Professor, University of Toronto, and Head, Department of Psychiatry, Women’s College Hospital, As an Individual

Dr. Simone Vigod

Can I jump in? Is that okay?

5:05 p.m.

Conservative

Robert Gordon Kitchen Conservative Souris—Moose Mountain, SK

Certainly. Go ahead, please.

5:05 p.m.

Professor, University of Toronto, and Head, Department of Psychiatry, Women’s College Hospital, As an Individual

Dr. Simone Vigod

If you go on PubMed and you type in “antidepressants in pregnancy”, you'll get like 80 articles a year. It is practically impossible for practitioners to go through that. Then, when patients type it into the Internet, it's the same.

A number of years ago, we created an online patient decision aid that talks to people about what their condition is and all the different treatments. It provides the potential benefits of the medication and the potential safety risks.

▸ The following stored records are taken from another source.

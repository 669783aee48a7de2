//! Inbox processing log domain entities.

pub mod model;

pub use model::ProcessingLogEntry;
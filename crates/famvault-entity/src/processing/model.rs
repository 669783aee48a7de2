//! Processing log entry entity model.

use chrono::{DateTime, Utc};
use serde::{Deserialize, Serialize};
use sqlx::FromRow;

use famvault_core::types::{FamilyId, FileId, FolderId, LogEntryId, RuleId};

/// An immutable record of one file passing through an inbox sweep.
///
/// Exactly one entry is written per file per sweep, matched or not. The
/// file name and rule name are snapshots: the entry stays meaningful even
/// after the file or rule is renamed or deleted.
#[derive(Debug, Clone, Serialize, Deserialize, FromRow)]
pub struct ProcessingLogEntry {
    /// Unique entry identifier.
    pub id: LogEntryId,
    /// The family whose inbox was swept.
    pub family_id: FamilyId,
    /// The file that was evaluated.
    pub file_id: FileId,
    /// File name at the time of processing.
    pub file_name: String,
    /// The rule that matched, if any.
    pub rule_id: Option<RuleId>,
    /// Name of the matched rule at the time of processing.
    pub rule_name: Option<String>,
    /// Stable code of the action taken (e.g., `"move_to_folder"`).
    pub action: Option<String>,
    /// Destination folder for move actions.
    pub destination_folder_id: Option<FolderId>,
    /// Whether the action (or the no-match pass) completed cleanly.
    pub succeeded: bool,
    /// Error detail when `succeeded` is false.
    pub error: Option<String>,
    /// When the entry was recorded.
    pub created_at: DateTime<Utc>,
}
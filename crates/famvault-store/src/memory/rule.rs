//! In-memory organization rule store.

use async_trait::async_trait;
use chrono::Utc;

use famvault_core::error::AppError;
use famvault_core::result::AppResult;
use famvault_core::types::{FamilyId, RuleId};
use famvault_entity::rule::OrganizationRule;

use crate::traits::RuleStore;

use super::db::MemoryDb;

/// Organization rule store over the shared in-memory database.
#[derive(Debug, Clone)]
pub struct MemoryRuleStore {
    db: MemoryDb,
}

impl MemoryRuleStore {
    /// Create a new rule store over the given database.
    pub fn new(db: MemoryDb) -> Self {
        Self { db }
    }
}

fn sorted_by_priority(mut rules: Vec<OrganizationRule>) -> Vec<OrganizationRule> {
    rules.sort_by(|a, b| {
        a.priority
            .cmp(&b.priority)
            .then_with(|| a.created_at.cmp(&b.created_at))
    });
    rules
}

#[async_trait]
impl RuleStore for MemoryRuleStore {
    async fn insert(&self, rule: &OrganizationRule) -> AppResult<()> {
        let mut state = self.db.write().await;
        state.rules.insert(rule.id, rule.clone());
        Ok(())
    }

    async fn find_by_id(&self, id: RuleId) -> AppResult<Option<OrganizationRule>> {
        let state = self.db.read().await;
        Ok(state.rules.get(&id).cloned())
    }

    async fn list_by_family(&self, family_id: FamilyId) -> AppResult<Vec<OrganizationRule>> {
        let state = self.db.read().await;
        let rules = state
            .rules
            .values()
            .filter(|r| r.family_id == family_id)
            .cloned()
            .collect();
        Ok(sorted_by_priority(rules))
    }

    async fn list_enabled_by_family(
        &self,
        family_id: FamilyId,
    ) -> AppResult<Vec<OrganizationRule>> {
        let state = self.db.read().await;
        let rules = state
            .rules
            .values()
            .filter(|r| r.family_id == family_id && r.enabled)
            .cloned()
            .collect();
        Ok(sorted_by_priority(rules))
    }

    async fn max_priority(&self, family_id: FamilyId) -> AppResult<Option<i32>> {
        let state = self.db.read().await;
        Ok(state
            .rules
            .values()
            .filter(|r| r.family_id == family_id)
            .map(|r| r.priority)
            .max())
    }

    async fn update(&self, rule: &OrganizationRule) -> AppResult<OrganizationRule> {
        let mut state = self.db.write().await;
        let stored = state
            .rules
            .get_mut(&rule.id)
            .ok_or_else(|| AppError::not_found(format!("Rule {} not found", rule.id)))?;
        stored.name = rule.name.clone();
        stored.conditions = rule.conditions.clone();
        stored.condition_logic = rule.condition_logic;
        stored.action = rule.action.clone();
        stored.updated_at = Utc::now();
        Ok(stored.clone())
    }

    async fn set_enabled(&self, id: RuleId, enabled: bool) -> AppResult<OrganizationRule> {
        let mut state = self.db.write().await;
        let rule = state
            .rules
            .get_mut(&id)
            .ok_or_else(|| AppError::not_found(format!("Rule {id} not found")))?;
        rule.enabled = enabled;
        rule.updated_at = Utc::now();
        Ok(rule.clone())
    }

    async fn set_priorities(&self, family_id: FamilyId, ordered_ids: &[RuleId]) -> AppResult<()> {
        let mut state = self.db.write().await;
        for (index, rule_id) in ordered_ids.iter().enumerate() {
            if let Some(rule) = state.rules.get_mut(rule_id) {
                if rule.family_id == family_id {
                    rule.priority = (index + 1) as i32;
                    rule.updated_at = Utc::now();
                }
            }
        }
        Ok(())
    }

    async fn remove(&self, id: RuleId) -> AppResult<bool> {
        let mut state = self.db.write().await;
        Ok(state.rules.remove(&id).is_some())
    }
}
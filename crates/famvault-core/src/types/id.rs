//! Newtype wrappers around [`uuid::Uuid`] for all domain entity identifiers.
//!
//! Using distinct types prevents accidentally passing a `MemberId` where a
//! `FileId` is expected. Each ID type also implements `sqlx::Type`,
//! `sqlx::Encode`, and `sqlx::Decode` for PostgreSQL.

use std::fmt;
use std::str::FromStr;

use serde::{Deserialize, Serialize};
use uuid::Uuid;

/// Macro to define a newtype ID wrapper around `Uuid`.
macro_rules! define_id {
    (
        $(#[$meta:meta])*
        $name:ident
    ) => {
        $(#[$meta])*
        #[derive(Debug, Clone, Copy, PartialEq, Eq, Hash, Serialize, Deserialize)]
        #[serde(transparent)]
        pub struct $name(pub Uuid);

        impl $name {
            /// Create a new random identifier.
            pub fn new() -> Self {
                Self(Uuid::new_v4())
            }

            /// Create an identifier from an existing UUID.
            pub fn from_uuid(uuid: Uuid) -> Self {
                Self(uuid)
            }

            /// Return the inner UUID value.
            pub fn into_uuid(self) -> Uuid {
                self.0
            }

            /// Return a reference to the inner UUID.
            pub fn as_uuid(&self) -> &Uuid {
                &self.0
            }
        }

        impl Default for $name {
            fn default() -> Self {
                Self::new()
            }
        }

        impl fmt::Display for $name {
            fn fmt(&self, f: &mut fmt::Formatter<'_>) -> fmt::Result {
                write!(f, "{}", self.0)
            }
        }

        impl FromStr for $name {
            type Err = uuid::Error;

            fn from_str(s: &str) -> Result<Self, Self::Err> {
                Uuid::parse_str(s).map(Self)
            }
        }

        impl From<Uuid> for $name {
            fn from(uuid: Uuid) -> Self {
                Self(uuid)
            }
        }

        impl From<$name> for Uuid {
            fn from(id: $name) -> Uuid {
                id.0
            }
        }

        impl sqlx::Type<sqlx::Postgres> for $name {
            fn type_info() -> sqlx::postgres::PgTypeInfo {
                <Uuid as sqlx::Type<sqlx::Postgres>>::type_info()
            }
        }

        impl<'q> sqlx::Encode<'q, sqlx::Postgres> for $name {
            fn encode_by_ref(
                &self,
                buf: &mut <sqlx::Postgres as sqlx::Database>::ArgumentBuffer<'q>,
            ) -> Result<sqlx::encode::IsNull, sqlx::error::BoxDynError> {
                <Uuid as sqlx::Encode<'q, sqlx::Postgres>>::encode_by_ref(&self.0, buf)
            }
        }

        impl<'r> sqlx::Decode<'r, sqlx::Postgres> for $name {
            fn decode(
                value: <sqlx::Postgres as sqlx::Database>::ValueRef<'r>,
            ) -> Result<Self, sqlx::error::BoxDynError> {
                <Uuid as sqlx::Decode<'r, sqlx::Postgres>>::decode(value).map(Self)
            }
        }
    };
}

define_id!(
    /// Unique identifier for a family (the tenancy unit).
    FamilyId
);

define_id!(
    /// Unique identifier for a family member.
    MemberId
);

define_id!(
    /// Unique identifier for a folder.
    FolderId
);

define_id!(
    /// Unique identifier for a stored file.
    FileId
);

define_id!(
    /// Unique identifier for a permission grant.
    GrantId
);

define_id!(
    /// Unique identifier for an organization rule.
    RuleId
);

define_id!(
    /// Unique identifier for a tag.
    TagId
);

define_id!(
    /// Unique identifier for an album.
    AlbumId
);

define_id!(
    /// Unique identifier for a processing log entry.
    LogEntryId
);
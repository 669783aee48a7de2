//! In-memory family membership store.

use async_trait::async_trait;

use famvault_core::result::AppResult;
use famvault_core::types::{FamilyId, MemberId};
use famvault_entity::member::{FamilyMember, FamilyRole};

use crate::traits::MembershipStore;

use super::db::MemoryDb;

/// Family membership store over the shared in-memory database.
#[derive(Debug, Clone)]
pub struct MemoryMembershipStore {
    db: MemoryDb,
}

impl MemoryMembershipStore {
    /// Create a new membership store over the given database.
    pub fn new(db: MemoryDb) -> Self {
        Self { db }
    }
}

#[async_trait]
impl MembershipStore for MemoryMembershipStore {
    async fn upsert(&self, member: &FamilyMember) -> AppResult<()> {
        let mut state = self.db.write().await;
        state
            .members
            .entry((member.member_id, member.family_id))
            .and_modify(|existing| {
                // joined_at survives re-upserts, matching the SQL upsert.
                existing.display_name = member.display_name.clone();
                existing.role = member.role;
            })
            .or_insert_with(|| member.clone());
        Ok(())
    }

    async fn find(
        &self,
        member_id: MemberId,
        family_id: FamilyId,
    ) -> AppResult<Option<FamilyMember>> {
        let state = self.db.read().await;
        Ok(state.members.get(&(member_id, family_id)).cloned())
    }

    async fn role_of(
        &self,
        member_id: MemberId,
        family_id: FamilyId,
    ) -> AppResult<Option<FamilyRole>> {
        let state = self.db.read().await;
        Ok(state.members.get(&(member_id, family_id)).map(|m| m.role))
    }

    async fn list_by_family(&self, family_id: FamilyId) -> AppResult<Vec<FamilyMember>> {
        let state = self.db.read().await;
        let mut members: Vec<FamilyMember> = state
            .members
            .values()
            .filter(|m| m.family_id == family_id)
            .cloned()
            .collect();
        members.sort_by(|a, b| a.display_name.cmp(&b.display_name));
        Ok(members)
    }
}
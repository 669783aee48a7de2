//! PostgreSQL organization rule store.

use async_trait::async_trait;
use sqlx::PgPool;

use famvault_core::error::{AppError, ErrorKind};
use famvault_core::result::AppResult;
use famvault_core::types::{FamilyId, RuleId};
use famvault_entity::rule::OrganizationRule;

use crate::traits::RuleStore;

/// Organization rule store backed by PostgreSQL.
#[derive(Debug, Clone)]
pub struct PgRuleStore {
    pool: PgPool,
}

impl PgRuleStore {
    /// Create a new rule store.
    pub fn new(pool: PgPool) -> Self {
        Self { pool }
    }
}

#[async_trait]
impl RuleStore for PgRuleStore {
    async fn insert(&self, rule: &OrganizationRule) -> AppResult<()> {
        sqlx::query(
            "INSERT INTO organization_rules \
             (id, family_id, name, conditions, condition_logic, action, priority, enabled, \
              created_by, created_at, updated_at) \
             VALUES ($1, $2, $3, $4, $5, $6, $7, $8, $9, $10, $11)",
        )
        .bind(rule.id)
        .bind(rule.family_id)
        .bind(&rule.name)
        .bind(&rule.conditions)
        .bind(rule.condition_logic)
        .bind(&rule.action)
        .bind(rule.priority)
        .bind(rule.enabled)
        .bind(rule.created_by)
        .bind(rule.created_at)
        .bind(rule.updated_at)
        .execute(&self.pool)
        .await
        .map_err(|e| AppError::with_source(ErrorKind::Database, "Failed to insert rule", e))?;
        Ok(())
    }

    async fn find_by_id(&self, id: RuleId) -> AppResult<Option<OrganizationRule>> {
        sqlx::query_as::<_, OrganizationRule>("SELECT * FROM organization_rules WHERE id = $1")
            .bind(id)
            .fetch_optional(&self.pool)
            .await
            .map_err(|e| AppError::with_source(ErrorKind::Database, "Failed to find rule", e))
    }

    async fn list_by_family(&self, family_id: FamilyId) -> AppResult<Vec<OrganizationRule>> {
        sqlx::query_as::<_, OrganizationRule>(
            "SELECT * FROM organization_rules WHERE family_id = $1 \
             ORDER BY priority ASC, created_at ASC",
        )
        .bind(family_id)
        .fetch_all(&self.pool)
        .await
        .map_err(|e| AppError::with_source(ErrorKind::Database, "Failed to list rules", e))
    }

    async fn list_enabled_by_family(
        &self,
        family_id: FamilyId,
    ) -> AppResult<Vec<OrganizationRule>> {
        sqlx::query_as::<_, OrganizationRule>(
            "SELECT * FROM organization_rules WHERE family_id = $1 AND enabled = TRUE \
             ORDER BY priority ASC, created_at ASC",
        )
        .bind(family_id)
        .fetch_all(&self.pool)
        .await
        .map_err(|e| AppError::with_source(ErrorKind::Database, "Failed to list enabled rules", e))
    }

    async fn max_priority(&self, family_id: FamilyId) -> AppResult<Option<i32>> {
        let row: (Option<i32>,) =
            sqlx::query_as("SELECT MAX(priority) FROM organization_rules WHERE family_id = $1")
                .bind(family_id)
                .fetch_one(&self.pool)
                .await
                .map_err(|e| {
                    AppError::with_source(ErrorKind::Database, "Failed to read max priority", e)
                })?;
        Ok(row.0)
    }

    async fn update(&self, rule: &OrganizationRule) -> AppResult<OrganizationRule> {
        sqlx::query_as::<_, OrganizationRule>(
            "UPDATE organization_rules \
             SET name = $2, conditions = $3, condition_logic = $4, action = $5, updated_at = NOW() \
             WHERE id = $1 RETURNING *",
        )
        .bind(rule.id)
        .bind(&rule.name)
        .bind(&rule.conditions)
        .bind(rule.condition_logic)
        .bind(&rule.action)
        .fetch_optional(&self.pool)
        .await
        .map_err(|e| AppError::with_source(ErrorKind::Database, "Failed to update rule", e))?
        .ok_or_else(|| AppError::not_found(format!("Rule {} not found", rule.id)))
    }

    async fn set_enabled(&self, id: RuleId, enabled: bool) -> AppResult<OrganizationRule> {
        sqlx::query_as::<_, OrganizationRule>(
            "UPDATE organization_rules SET enabled = $2, updated_at = NOW() \
             WHERE id = $1 RETURNING *",
        )
        .bind(id)
        .bind(enabled)
        .fetch_optional(&self.pool)
        .await
        .map_err(|e| AppError::with_source(ErrorKind::Database, "Failed to toggle rule", e))?
        .ok_or_else(|| AppError::not_found(format!("Rule {id} not found")))
    }

    async fn set_priorities(&self, family_id: FamilyId, ordered_ids: &[RuleId]) -> AppResult<()> {
        let mut tx = self.pool.begin().await?;

        for (index, rule_id) in ordered_ids.iter().enumerate() {
            sqlx::query(
                "UPDATE organization_rules SET priority = $3, updated_at = NOW() \
                 WHERE id = $1 AND family_id = $2",
            )
            .bind(*rule_id)
            .bind(family_id)
            .bind((index + 1) as i32)
            .execute(&mut *tx)
            .await?;
        }

        tx.commit().await?;
        Ok(())
    }

    async fn remove(&self, id: RuleId) -> AppResult<bool> {
        let result = sqlx::query("DELETE FROM organization_rules WHERE id = $1")
            .bind(id)
            .execute(&self.pool)
            .await
            .map_err(|e| AppError::with_source(ErrorKind::Database, "Failed to remove rule", e))?;
        Ok(result.rows_affected() > 0)
    }
}
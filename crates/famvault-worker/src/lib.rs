//! Background inbox sweeping for FamVault.
//!
//! This crate provides:
//! - A sweeper that runs the inbox orchestrator for every family with
//!   pending inbox files
//! - A worker runner that polls for pending files and sweeps them
//! - A cron scheduler for the periodic full sweep

pub mod runner;
pub mod scheduler;
pub mod sweep;

pub use runner::WorkerRunner;
pub use scheduler::SweepScheduler;
pub use sweep::{InboxSweeper, SweepStats};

When we tested it, we found that for somebody who talked to me in my clinic—because I'm a provider and I do this kind of counselling all the time—the decision didn't give much more to them, but when we tested it with people across Canada who, for example, lived in rural Saskatchewan and other places, they really had a big improvement in their decision-making difficulty and felt it was so much easier to make a decision about whether to use the medications or not. Then we were funded—and we've had about 500 people all across Canada—to see not only whether it helps their decisions, but whether it helps them have better outcomes and less likelihood of having depression in the long term.

If you can take a few specialists and have a trustable brand with the evidence, there are really neat ways of getting it out to people. The family doctor can download the tool, and the patient can look at it. We have really good technological ways of getting that stuff out, but I think it's about making sure that the information is branded in a trustable way.